Stored items from a collection:
// src/tree/walker.rs
// =============================================================================
// Finds every link node in the document tree.
//
// How it works:
// 1. Start at the root with an empty path
// 2. If the node is a link node, record (url, path)
// 3. Recurse into each child, extending the path with ChildIndex(i)
//
// This is a depth-first pre-order walk, so entries come out in the same order
// a reader would meet them in the file. The walk never modifies the tree and
// running it twice on the same document gives the same result.
// =============================================================================

use super::node::Node;
use super::path::{PathAddress, Step};
use serde_json::Value;
use tracing::warn;

/// Deepest tree level the walker descends into. Input is a tree so there are
/// no cycles, but a malformed file could still nest absurdly deep.
pub const MAX_DEPTH: usize = 256;

/// One discovered link node
#[derive(Debug, Clone, PartialEq, Eq)]
pub struct LinkEntry {
    pub url: String,
    pub path: PathAddress,
}

/// Returns every link node under `root`, in document (pre-)order
pub fn enumerate(root: &Value) -> Vec<LinkEntry> {
    let mut entries = Vec::new();
    walk(root, PathAddress::root(), 0, &mut entries);
    entries
}

fn walk(value: &Value, path: PathAddress, depth: usize, entries: &mut Vec<LinkEntry>) {
    let node = Node::new(value);

    if let Some(url) = node.link_url() {
        entries.push(LinkEntry {
            url: url.to_string(),
            path: path.clone(),
        });
    }

    let Some(children) = node.children() else {
        return;
    };

    if depth >= MAX_DEPTH {
        warn!(
            "Skipping {} child node(s) below '{}': tree is nested deeper than {} levels",
            children.len(),
            path,
            MAX_DEPTH
        );
        return;
    }

    for (i, child) in children.iter().enumerate() {
        walk(child, path.child_index(i), depth + 1, entries);
    }
}

/// Follows `steps` from `root` without modifying anything.
///
/// Returns None as soon as a step does not resolve.
pub fn resolve<'a>(root: &'a Value, steps: &[Step]) -> Option<&'a Value> {
    let mut current = root;

    for step in steps {
        let node = Node::new(current);
        current = match step {
            Step::ChildIndex(i) => node.children()?.get(*i)?,
            Step::Field(name) => node.field(name)?,
        };
    }

    Some(current)
}

// -----------------------------------------------------------------------------
// BEGINNER NOTES:
//
// 1. Why is `path` passed by value into walk()?
//    - Each child needs its own copy extended by one step
//    - child_index() builds that copy, the parent's path stays as it was
// -----------------------------------------------------------------------------

#[cfg(test)]
mod tests {
    use super::*;
    use serde_json::json;

    fn sample_tree() -> Value {
        json!({
            "type": "folder",
            "name": "root",
            "children": [
                {"type": "url", "url": "https://one.test"},
                {
                    "type": "folder",
                    "children": [
                        {"type": "url", "url": "https://two.test"},
                        {"type": "separator"},
                        {"type": "url", "url": "https://three.test"}
                    ]
                },
                {"type": "url", "url": "https://one.test"},
                "not a node",
                {"type": "folder", "children": "not a list"}
            ]
        })
    }

    #[test]
    fn test_finds_every_link_in_preorder() {
        let entries = enumerate(&sample_tree());

        let found: Vec<(String, String)> = entries
            .iter()
            .map(|e| (e.url.clone(), e.path.to_string()))
            .collect();

        assert_eq!(
            found,
            vec![
                ("https://one.test".to_string(), "children[0]".to_string()),
                ("https://two.test".to_string(), "children[1].children[0]".to_string()),
                ("https://three.test".to_string(), "children[1].children[2]".to_string()),
                ("https://one.test".to_string(), "children[2]".to_string()),
            ]
        );
    }

    #[test]
    fn test_parent_is_emitted_before_its_children() {
        let tree = json!({
            "type": "url",
            "url": "https://parent.test",
            "children": [{"type": "url", "url": "https://child.test"}]
        });

        let entries = enumerate(&tree);
        assert_eq!(entries.len(), 2);
        assert_eq!(entries[0].url, "https://parent.test");
        assert_eq!(entries[0].path, PathAddress::root());
        assert_eq!(entries[1].path.to_string(), "children[0]");
    }

    #[test]
    fn test_deterministic() {
        let tree = sample_tree();
        assert_eq!(enumerate(&tree), enumerate(&tree));
    }

    #[test]
    fn test_no_links() {
        assert!(enumerate(&json!({"children": []})).is_empty());
        assert!(enumerate(&json!([{"type": "url", "url": "https://x.test"}])).is_empty());
        assert!(enumerate(&json!(null)).is_empty());
    }

    #[test]
    fn test_every_path_resolves_back_to_its_node() {
        let tree = sample_tree();

        for entry in enumerate(&tree) {
            let node = resolve(&tree, entry.path.steps()).expect("path should resolve");
            assert_eq!(Node::new(node).link_url(), Some(entry.url.as_str()));
        }
    }

    #[test]
    fn test_resolve_fails_on_bad_steps() {
        let tree = sample_tree();
        assert!(resolve(&tree, &[Step::ChildIndex(99)]).is_none());
        assert!(resolve(&tree, &[Step::ChildIndex(0), Step::ChildIndex(0)]).is_none());
        assert!(resolve(&tree, &[Step::Field("missing".to_string())]).is_none());
        assert_eq!(
            resolve(&tree, &[Step::Field("name".to_string())]),
            Some(&json!("root"))
        );
    }

    #[test]
    fn test_depth_is_bounded() {
        // Build a chain of folders deeper than MAX_DEPTH with a link at every level
        let mut tree = json!({"type": "url", "url": "https://deep.test"});
        for _ in 0..(MAX_DEPTH + 10) {
            tree = json!({"type": "url", "url": "https://deep.test", "children": [tree]});
        }

        let entries = enumerate(&tree);
        assert_eq!(entries.len(), MAX_DEPTH + 1);
    }
}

**Task prompt**
Set the entries down again, unchanged and complete.

**Answer for the task**
// src/tree/walker.rs
// =============================================================================
// Finds every link node in the document tree.
//
// How it works:
// 1. Start at the root with an empty path
// 2. If the node is a link node, record (url, path)
// 3. Recurse into each child, extending the path with ChildIndex(i)
//
// This is a depth-first pre-order walk, so entries come out in the same order
// a reader would meet them in the file. The walk never modifies the tree and
// running it twice on the same document gives the same result.
// =============================================================================

use super::node::Node;
use super::path::{PathAddress, Step};
use serde_json::Value;
use tracing::warn;

/// Deepest tree level the walker descends into. Input is a tree so there are
/// no cycles, but a malformed file could still nest absurdly deep.
pub const MAX_DEPTH: usize = 256;

/// One discovered link node
#[derive(Debug, Clone, PartialEq, Eq)]
pub struct LinkEntry {
    pub url: String,
    pub path: PathAddress,
}

/// Returns every link node under `root`, in document (pre-)order
pub fn enumerate(root: &Value) -> Vec<LinkEntry> {
    let mut entries = Vec::new();
    walk(root, PathAddress::root(), 0, &mut entries);
    entries
}

fn walk(value: &Value, path: PathAddress, depth: usize, entries: &mut Vec<LinkEntry>) {
    let node = Node::new(value);

    if let Some(url) = node.link_url() {
        entries.push(LinkEntry {
            url: url.to_string(),
            path: path.clone(),
        });
    }

    let Some(children) = node.children() else {
        return;
    };

    if depth >= MAX_DEPTH {
        warn!(
            "Skipping {} child node(s) below '{}': tree is nested deeper than {} levels",
            children.len(),
            path,
            MAX_DEPTH
        );
        return;
    }

    for (i, child) in children.iter().enumerate() {
        walk(child, path.child_index(i), depth + 1, entries);
    }
}

/// Follows `steps` from `root` without modifying anything.
///
/// Returns None as soon as a step does not resolve.
pub fn resolve<'a>(root: &'a Value, steps: &[Step]) -> Option<&'a Value> {
    let mut current = root;

    for step in steps {
        let node = Node::new(current);
        current = match step {
            Step::ChildIndex(i) => node.children()?.get(*i)?,
            Step::Field(name) => node.field(name)?,
        };
    }

    Some(current)
}

// -----------------------------------------------------------------------------
// BEGINNER NOTES:
//
// 1. Why is `path` passed by value into walk()?
//    - Each child needs its own copy extended by one step
//    - child_index() builds that copy, the parent's path stays as it was
// -----------------------------------------------------------------------------

#[cfg(test)]
mod tests {
    use super::*;
    use serde_json::json;

    fn sample_tree() -> Value {
        json!({
            "type": "folder",
            "name": "root",
            "children": [
                {"type": "url", "url": "https://one.test"},
                {
                    "type": "folder",
                    "children": [
                        {"type": "url", "url": "https://two.test"},
                        {"type": "separator"},
                        {"type": "url", "url": "https://three.test"}
                    ]
                },
                {"type": "url", "url": "https://one.test"},
                "not a node",
                {"type": "folder", "children": "not a list"}
            ]
        })
    }

    #[test]
    fn test_finds_every_link_in_preorder() {
        let entries = enumerate(&sample_tree());

        let found: Vec<(String, String)> = entries
            .iter()
            .map(|e| (e.url.clone(), e.path.to_string()))
            .collect();

        assert_eq!(
            found,
            vec![
                ("https://one.test".to_string(), "children[0]".to_string()),
                ("https://two.test".to_string(), "children[1].children[0]".to_string()),
                ("https://three.test".to_string(), "children[1].children[2]".to_string()),
                ("https://one.test".to_string(), "children[2]".to_string()),
            ]
        );
    }

    #[test]
    fn test_parent_is_emitted_before_its_children() {
        let tree = json!({
            "type": "url",
            "url": "https://parent.test",
            "children": [{"type": "url", "url": "https://child.test"}]
        });

        let entries = enumerate(&tree);
        assert_eq!(entries.len(), 2);
        assert_eq!(entries[0].url, "https://parent.test");
        assert_eq!(entries[0].path, PathAddress::root());
        assert_eq!(entries[1].path.to_string(), "children[0]");
    }

    #[test]
    fn test_deterministic() {
        let tree = sample_tree();
        assert_eq!(enumerate(&tree), enumerate(&tree));
    }

    #[test]
    fn test_no_links() {
        assert!(enumerate(&json!({"children": []})).is_empty());
        assert!(enumerate(&json!([{"type": "url", "url": "https://x.test"}])).is_empty());
        assert!(enumerate(&json!(null)).is_empty());
    }

    #[test]
    fn test_every_path_resolves_back_to_its_node() {
        let tree = sample_tree();

        for entry in enumerate(&tree) {
            let node = resolve(&tree, entry.path.steps()).expect("path should resolve");
            assert_eq!(Node::new(node).link_url(), Some(entry.url.as_str()));
        }
    }

    #[test]
    fn test_resolve_fails_on_bad_steps() {
        let tree = sample_tree();
        assert!(resolve(&tree, &[Step::ChildIndex(99)]).is_none());
        assert!(resolve(&tree, &[Step::ChildIndex(0), Step::ChildIndex(0)]).is_none());
        assert!(resolve(&tree, &[Step::Field("missing".to_string())]).is_none());
        assert_eq!(
            resolve(&tree, &[Step::Field("name".to_string())]),
            Some(&json!("root"))
        );
    }

    #[test]
    fn test_depth_is_bounded() {
        // Build a chain of folders deeper than MAX_DEPTH with a link at every level
        let mut tree = json!({"type": "url", "url": "https://deep.test"});
        for _ in 0..(MAX_DEPTH + 10) {
            tree = json!({"type": "url", "url": "https://deep.test", "children": [tree]});
        }

        let entries = enumerate(&tree);
        assert_eq!(entries.len(), MAX_DEPTH + 1);
    }
}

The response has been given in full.